### Data extracts:
use thiserror::Error;

#[derive(Debug, Error)]
pub enum PlanError {
    #[error("Invalid meals per day: {0} (supported range is 1-4)")]
    InvalidMealsPerDay(u8),

    #[error("IO error: {0}")]
    Io(#[from] std::io::Error),

    #[error("JSON error: {0}")]
    Json(#[from] serde_json::Error),

    #[error("Prompt error: {0}")]
    Prompt(#[from] dialoguer::Error),

    #[error("Invalid input: {0}")]
    InvalidInput(String),
}

pub type Result<T> = std::result::Result<T, PlanError>;
mod manager;
mod persistence;

pub use manager::MealPool;
pub use persistence::{load_meals, load_portion_days, save_day_set, save_meals, save_schedule};
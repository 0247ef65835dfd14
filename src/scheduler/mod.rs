pub mod combinations;
pub mod constants;
pub mod day_sets;
pub mod materialize;
pub mod orderings;
pub mod slots;
pub mod weekly;

pub use combinations::enumerate_day_combinations;
pub use constants::*;
pub use day_sets::{find_valid_day_sets, DaySetSearchResult};
pub use materialize::{default_meal_times, materialize_day_plans};
pub use orderings::random_orderings;
pub use slots::allowed_slots;
pub use weekly::{assign_plans, assign_week, AssignmentPolicy};
use std::collections::HashMap;

use crate::models::Meal;

/// The approved-meal pool, keyed by meal id.
///
/// Read-only during a scheduling run; the engine takes it as an explicit
/// parameter instead of reading any ambient store.
pub struct MealPool {
    meals: HashMap<String, Meal>,
}

impl MealPool {
    /// Build a pool from a list of meals. Duplicate ids keep the last
    /// occurrence.
    pub fn new(meals: Vec<Meal>) -> Self {
        let mut map = HashMap::new();
        for meal in meals {
            map.insert(meal.key(), meal);
        }
        Self { meals: map }
    }

    /// Get a meal by id.
    pub fn get(&self, id: &str) -> Option<&Meal> {
        self.meals.get(id)
    }

    /// Get a meal by display name (case-insensitive).
    pub fn find_by_name(&self, name: &str) -> Option<&Meal> {
        let lowered = name.to_lowercase();
        self.meals.values().find(|m| m.name.to_lowercase() == lowered)
    }

    /// All meals in the pool.
    pub fn meals(&self) -> Vec<&Meal> {
        self.meals.values().collect()
    }

    /// Meals whose names are in `names` (case-insensitive). An empty filter
    /// returns the whole pool.
    pub fn filter_by_names(&self, names: &[String]) -> Vec<&Meal> {
        if names.is_empty() {
            return self.meals();
        }
        let lowered: Vec<String> = names.iter().map(|n| n.to_lowercase()).collect();
        self.meals
            .values()
            .filter(|m| lowered.contains(&m.name.to_lowercase()))
            .collect()
    }

    /// Convert back to a list for JSON serialization.
    pub fn to_meals(&self) -> Vec<Meal> {
        self.meals.values().cloned().collect()
    }

    pub fn len(&self) -> usize {
        self.meals.len()
    }

    pub fn is_empty(&self) -> bool {
        self.meals.is_empty()
    }
}

#[cfg(test)]
mod tests {
    use super::*;
    use crate::models::MealCategory;

    fn sample_meals() -> Vec<Meal> {
        vec![
            Meal {
                id: "oats".to_string(),
                name: "Oatmeal".to_string(),
                category: MealCategory::Breakfast,
                description: String::new(),
                best_for: String::new(),
                image_url: String::new(),
                color: String::new(),
                recipe: String::new(),
            },
            Meal {
                id: "stew".to_string(),
                name: "Beef Stew".to_string(),
                category: MealCategory::Dinner,
                description: String::new(),
                best_for: String::new(),
                image_url: String::new(),
                color: String::new(),
                recipe: String::new(),
            },
        ]
    }

    #[test]
    fn test_get_by_id() {
        let pool = MealPool::new(sample_meals());
        assert!(pool.get("oats").is_some());
        assert!(pool.get("missing").is_none());
    }

    #[test]
    fn test_find_by_name_case_insensitive() {
        let pool = MealPool::new(sample_meals());
        assert_eq!(pool.find_by_name("beef stew").unwrap().id, "stew");
        assert_eq!(pool.find_by_name("BEEF STEW").unwrap().id, "stew");
        assert!(pool.find_by_name("pizza").is_none());
    }

    #[test]
    fn test_duplicate_ids_last_wins() {
        let mut meals = sample_meals();
        let mut replacement = meals[0].clone();
        replacement.name = "Overnight Oats".to_string();
        meals.push(replacement);

        let pool = MealPool::new(meals);
        assert_eq!(pool.len(), 2);
        assert_eq!(pool.get("oats").unwrap().name, "Overnight Oats");
    }

    #[test]
    fn test_filter_by_names() {
        let pool = MealPool::new(sample_meals());

        let filtered = pool.filter_by_names(&["oatmeal".to_string()]);
        assert_eq!(filtered.len(), 1);
        assert_eq!(filtered[0].id, "oats");

        assert_eq!(pool.filter_by_names(&[]).len(), 2);
    }
}
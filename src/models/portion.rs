use serde::{Deserialize, Serialize};

/// One ingredient of a portioned meal, with gram amount and macros.
#[derive(Debug, Clone, Serialize, Deserialize)]
pub struct PortionedIngredient {
    pub name: String,

    pub grams: f64,

    #[serde(default)]
    pub calories: f64,

    #[serde(default)]
    pub protein: f64,
}

/// A meal whose ingredient amounts were fixed by the external macro optimizer.
///
/// Carried through as opaque payload: totals are trusted, never recomputed.
#[derive(Debug, Clone, Serialize, Deserialize)]
pub struct PortionedMeal {
    pub meal_id: String,

    pub name: String,

    #[serde(default)]
    pub ingredients: Vec<PortionedIngredient>,

    pub total_calories: f64,

    pub total_protein: f64,
}
use std::collections::BTreeMap;

use clap::ValueEnum;
use serde::{Deserialize, Serialize};

use crate::models::portion::PortionedIngredient;

/// A meal inside a materialized day plan: portioned payload plus display
/// metadata looked up from the approved-meal pool.
#[derive(Debug, Clone, Serialize, Deserialize)]
pub struct PlannedMeal {
    pub meal_id: String,

    pub name: String,

    #[serde(default)]
    pub description: String,

    #[serde(default)]
    pub best_for: String,

    #[serde(default)]
    pub image_url: String,

    #[serde(default)]
    pub color: String,

    #[serde(default)]
    pub recipe: String,

    #[serde(default)]
    pub ingredients: Vec<PortionedIngredient>,

    pub calories: f64,

    pub protein: f64,

    /// "HH:MM" when default times were assigned.
    #[serde(default)]
    pub meal_time: Option<String>,
}

/// A fully materialized day. Immutable once built.
#[derive(Debug, Clone, Serialize, Deserialize)]
pub struct DayPlan {
    /// `plan{N}-day{i}`.
    pub id: String,

    pub meals: Vec<PlannedMeal>,

    pub day_calories: f64,

    pub day_protein: f64,

    #[serde(default)]
    pub is_cheat_day: bool,
}

/// How many distinct days repeat across a seven-day week.
#[derive(Debug, Clone, Copy, PartialEq, Eq, Hash, Serialize, Deserialize, ValueEnum)]
#[serde(rename_all = "lowercase")]
pub enum Variety {
    None,
    Less,
    Some,
    Lots,
}

impl Variety {
    /// Target number of distinct days, before capping by availability.
    pub fn day_target(&self) -> usize {
        match self {
            Variety::None => 1,
            Variety::Less => 2,
            Variety::Some => 4,
            Variety::Lots => 7,
        }
    }

    pub fn name(&self) -> &'static str {
        match self {
            Variety::None => "none",
            Variety::Less => "less",
            Variety::Some => "some",
            Variety::Lots => "lots",
        }
    }

    pub const ALL: [Variety; 4] = [Variety::None, Variety::Less, Variety::Some, Variety::Lots];
}

/// Named weekdays in fixed Monday-first order.
#[derive(Debug, Clone, Copy, PartialEq, Eq, PartialOrd, Ord, Hash, Serialize, Deserialize)]
#[serde(rename_all = "lowercase")]
pub enum Weekday {
    Monday,
    Tuesday,
    Wednesday,
    Thursday,
    Friday,
    Saturday,
    Sunday,
}

impl Weekday {
    pub const ALL: [Weekday; 7] = [
        Weekday::Monday,
        Weekday::Tuesday,
        Weekday::Wednesday,
        Weekday::Thursday,
        Weekday::Friday,
        Weekday::Saturday,
        Weekday::Sunday,
    ];

    pub fn name(&self) -> &'static str {
        match self {
            Weekday::Monday => "Monday",
            Weekday::Tuesday => "Tuesday",
            Weekday::Wednesday => "Wednesday",
            Weekday::Thursday => "Thursday",
            Weekday::Friday => "Friday",
            Weekday::Saturday => "Saturday",
            Weekday::Sunday => "Sunday",
        }
    }
}

/// A seven-day schedule. Every weekday key is always present; `None` means
/// the day is unfilled.
#[derive(Debug, Clone, Serialize, Deserialize)]
pub struct WeeklySchedule {
    days: BTreeMap<Weekday, Option<DayPlan>>,
}

impl WeeklySchedule {
    /// All seven days unfilled.
    pub fn empty() -> Self {
        let days = Weekday::ALL.iter().map(|&wd| (wd, None)).collect();
        Self { days }
    }

    pub fn set(&mut self, weekday: Weekday, plan: Option<DayPlan>) {
        self.days.insert(weekday, plan);
    }

    pub fn get(&self, weekday: Weekday) -> Option<&DayPlan> {
        self.days.get(&weekday).and_then(|p| p.as_ref())
    }

    /// Monday-first iteration over all seven entries.
    pub fn iter(&self) -> impl Iterator<Item = (Weekday, Option<&DayPlan>)> {
        Weekday::ALL
            .into_iter()
            .map(move |wd| (wd, self.get(wd)))
    }

    pub fn filled_count(&self) -> usize {
        self.days.values().filter(|p| p.is_some()).count()
    }

    /// Count of distinct day-plan ids across filled days.
    pub fn distinct_day_count(&self) -> usize {
        let mut ids: Vec<&str> = self
            .days
            .values()
            .filter_map(|p| p.as_ref().map(|d| d.id.as_str()))
            .collect();
        ids.sort_unstable();
        ids.dedup();
        ids.len()
    }
}

impl Default for WeeklySchedule {
    fn default() -> Self {
        Self::empty()
    }
}
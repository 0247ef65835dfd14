use std::collections::HashSet;

use rand::seq::SliceRandom;
use rand::Rng;

use crate::models::DayCombination;
use crate::scheduler::constants::ORDERING_ATTEMPTS_PER_RESULT;

/// Produce up to `num_orderings` distinct shuffled orderings of the list.
///
/// Orderings are de-duplicated by content and capped at factorial(len)
/// distinct possibilities, so small inputs degrade to fewer results rather
/// than looping forever. Determinism comes from the caller's `rng`.
pub fn random_orderings(
    combinations: &[DayCombination],
    num_orderings: usize,
    rng: &mut impl Rng,
) -> Vec<Vec<DayCombination>> {
    let target = num_orderings.min(permutation_count(combinations.len()));
    if target == 0 {
        return Vec::new();
    }

    let mut seen: HashSet<String> = HashSet::new();
    let mut out: Vec<Vec<DayCombination>> = Vec::new();

    let max_attempts = target.saturating_mul(ORDERING_ATTEMPTS_PER_RESULT);
    let mut attempts = 0;
    while out.len() < target && attempts < max_attempts {
        attempts += 1;

        let mut ordering = combinations.to_vec();
        ordering.shuffle(rng);

        let key = ordering
            .iter()
            .map(DayCombination::content_key)
            .collect::<Vec<_>>()
            .join(";");
        if seen.insert(key) {
            out.push(ordering);
        }
    }

    out
}

/// factorial(n), saturating well above any requested ordering count.
fn permutation_count(n: usize) -> usize {
    let mut total: usize = 1;
    for i in 2..=n {
        total = total.saturating_mul(i);
    }
    total
}
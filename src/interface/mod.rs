pub mod prompts;
pub mod render;

pub use prompts::{prompt_day_set_choice, prompt_meal_filter, prompt_variety, prompt_yes_no};
pub use render::{display_combinations, display_day_sets, display_week};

### About this task:
Every line above with the word "filtered" is to be copied out.

### Solution to this problem:
        let filtered = pool.filter_by_names(&["oatmeal".to_string()]);
        assert_eq!(filtered.len(), 1);
        assert_eq!(filtered[0].id, "oats");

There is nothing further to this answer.